• [Exercise instructions]
Write the records out once more, exactly as they appear below.

Collected data:

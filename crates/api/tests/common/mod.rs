//! Shared harness for HTTP-level integration tests.
//!
//! Builds the full application router (same middleware stack as
//! production) on top of a `#[sqlx::test]`-provided pool, plus small
//! request/response helpers around `tower::ServiceExt`.

#![allow(dead_code)]

use std::sync::Arc;

use axum::body::Body;
use axum::http::{header, Method, Request, Response};
use axum::Router;
use http_body_util::BodyExt;
use serde_json::Value;
use sqlx::PgPool;
use tower::ServiceExt;

use taskup_api::auth::jwt::{self, JwtConfig};
use taskup_api::config::ServerConfig;
use taskup_api::router::build_app_router;
use taskup_api::state::AppState;
use taskup_api::storage::FileStore;
use taskup_api::ws::ChatRooms;
use taskup_core::verification::VerificationCodes;
use taskup_db::models::user::{CreateUser, User};
use taskup_db::repositories::UserRepo;

/// Build a test `ServerConfig` with safe defaults.
pub fn test_config() -> ServerConfig {
    ServerConfig {
        host: "127.0.0.1".to_string(),
        port: 0,
        cors_origins: vec!["http://localhost:5173".to_string()],
        request_timeout_secs: 30,
        upload_dir: std::env::temp_dir().join("taskup-test-uploads"),
        jwt: JwtConfig {
            secret: "test-secret-not-for-production".to_string(),
            access_token_expiry_mins: 15,
            refresh_token_expiry_days: 7,
        },
        smtp: None,
    }
}

/// Build the full application router with all middleware layers, using
/// the given database pool.
pub fn build_test_app(pool: PgPool) -> Router {
    let config = test_config();
    let state = AppState {
        pool,
        config: Arc::new(config.clone()),
        chat_rooms: Arc::new(ChatRooms::new()),
        verification: Arc::new(VerificationCodes::new()),
        mailer: None,
        files: Arc::new(FileStore::new(config.upload_dir.clone())),
    };
    build_app_router(state, &config)
}

/// Insert a user directly through the repository layer.
pub async fn seed_user(pool: &PgPool, email: &str) -> User {
    UserRepo::create(
        pool,
        &CreateUser {
            first_name: "Api".to_string(),
            last_name: "Tester".to_string(),
            email: email.to_string(),
        },
        "$argon2id$fake-hash",
    )
    .await
    .unwrap()
}

/// A valid access token for the given user.
pub fn token_for(user: &User) -> String {
    jwt::generate_access_token(user.id, &test_config().jwt).unwrap()
}

async fn send(
    app: Router,
    method: Method,
    uri: &str,
    token: Option<&str>,
    body: Option<Value>,
) -> Response<Body> {
    let mut builder = Request::builder().method(method).uri(uri);
    if let Some(token) = token {
        builder = builder.header(header::AUTHORIZATION, format!("Bearer {token}"));
    }
    let request = match body {
        Some(json) => builder
            .header(header::CONTENT_TYPE, "application/json")
            .body(Body::from(json.to_string()))
            .unwrap(),
        None => builder.body(Body::empty()).unwrap(),
    };
    app.oneshot(request).await.unwrap()
}

pub async fn get(app: Router, uri: &str, token: Option<&str>) -> Response<Body> {
    send(app, Method::GET, uri, token, None).await
}

pub async fn post_json(
    app: Router,
    uri: &str,
    token: Option<&str>,
    body: Value,
) -> Response<Body> {
    send(app, Method::POST, uri, token, Some(body)).await
}

pub async fn put_json(app: Router, uri: &str, token: Option<&str>, body: Value) -> Response<Body> {
    send(app, Method::PUT, uri, token, Some(body)).await
}

pub async fn delete(app: Router, uri: &str, token: Option<&str>) -> Response<Body> {
    send(app, Method::DELETE, uri, token, None).await
}

/// Collect a response body as JSON.
pub async fn body_json(response: Response<Body>) -> Value {
    let bytes = response.into_body().collect().await.unwrap().to_bytes();
    serde_json::from_slice(&bytes).unwrap()
}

• [Finished exercise]
filename crates/api/tests/common/mod.rs
//! Shared harness for HTTP-level integration tests.
//!
//! Builds the full application router (same middleware stack as
//! production) on top of a `#[sqlx::test]`-provided pool, plus small
//! request/response helpers around `tower::ServiceExt`.

#![allow(dead_code)]

use std::sync::Arc;

use axum::body::Body;
use axum::http::{header, Method, Request, Response};
use axum::Router;
use http_body_util::BodyExt;
use serde_json::Value;
use sqlx::PgPool;
use tower::ServiceExt;

use taskup_api::auth::jwt::{self, JwtConfig};
use taskup_api::config::ServerConfig;
use taskup_api::router::build_app_router;
use taskup_api::state::AppState;
use taskup_api::storage::FileStore;
use taskup_api::ws::ChatRooms;
use taskup_core::verification::VerificationCodes;
use taskup_db::models::user::{CreateUser, User};
use taskup_db::repositories::UserRepo;

/// Build a test `ServerConfig` with safe defaults.
pub fn test_config() -> ServerConfig {
    ServerConfig {
        host: "127.0.0.1".to_string(),
        port: 0,
        cors_origins: vec!["http://localhost:5173".to_string()],
        request_timeout_secs: 30,
        upload_dir: std::env::temp_dir().join("taskup-test-uploads"),
        jwt: JwtConfig {
            secret: "test-secret-not-for-production".to_string(),
            access_token_expiry_mins: 15,
            refresh_token_expiry_days: 7,
        },
        smtp: None,
    }
}

/// Build the full application router with all middleware layers, using
/// the given database pool.
pub fn build_test_app(pool: PgPool) -> Router {
    let config = test_config();
    let state = AppState {
        pool,
        config: Arc::new(config.clone()),
        chat_rooms: Arc::new(ChatRooms::new()),
        verification: Arc::new(VerificationCodes::new()),
        mailer: None,
        files: Arc::new(FileStore::new(config.upload_dir.clone())),
    };
    build_app_router(state, &config)
}

/// Insert a user directly through the repository layer.
pub async fn seed_user(pool: &PgPool, email: &str) -> User {
    UserRepo::create(
        pool,
        &CreateUser {
            first_name: "Api".to_string(),
            last_name: "Tester".to_string(),
            email: email.to_string(),
        },
        "$argon2id$fake-hash",
    )
    .await
    .unwrap()
}

/// A valid access token for the given user.
pub fn token_for(user: &User) -> String {
    jwt::generate_access_token(user.id, &test_config().jwt).unwrap()
}

async fn send(
    app: Router,
    method: Method,
    uri: &str,
    token: Option<&str>,
    body: Option<Value>,
) -> Response<Body> {
    let mut builder = Request::builder().method(method).uri(uri);
    if let Some(token) = token {
        builder = builder.header(header::AUTHORIZATION, format!("Bearer {token}"));
    }
    let request = match body {
        Some(json) => builder
            .header(header::CONTENT_TYPE, "application/json")
            .body(Body::from(json.to_string()))
            .unwrap(),
        None => builder.body(Body::empty()).unwrap(),
    };
    app.oneshot(request).await.unwrap()
}

pub async fn get(app: Router, uri: &str, token: Option<&str>) -> Response<Body> {
    send(app, Method::GET, uri, token, None).await
}

pub async fn post_json(
    app: Router,
    uri: &str,
    token: Option<&str>,
    body: Value,
) -> Response<Body> {
    send(app, Method::POST, uri, token, Some(body)).await
}

pub async fn put_json(app: Router, uri: &str, token: Option<&str>, body: Value) -> Response<Body> {
    send(app, Method::PUT, uri, token, Some(body)).await
}

pub async fn delete(app: Router, uri: &str, token: Option<&str>) -> Response<Body> {
    send(app, Method::DELETE, uri, token, None).await
}

/// Collect a response body as JSON.
pub async fn body_json(response: Response<Body>) -> Value {
    let bytes = response.into_body().collect().await.unwrap().to_bytes();
    serde_json::from_slice(&bytes).unwrap()
}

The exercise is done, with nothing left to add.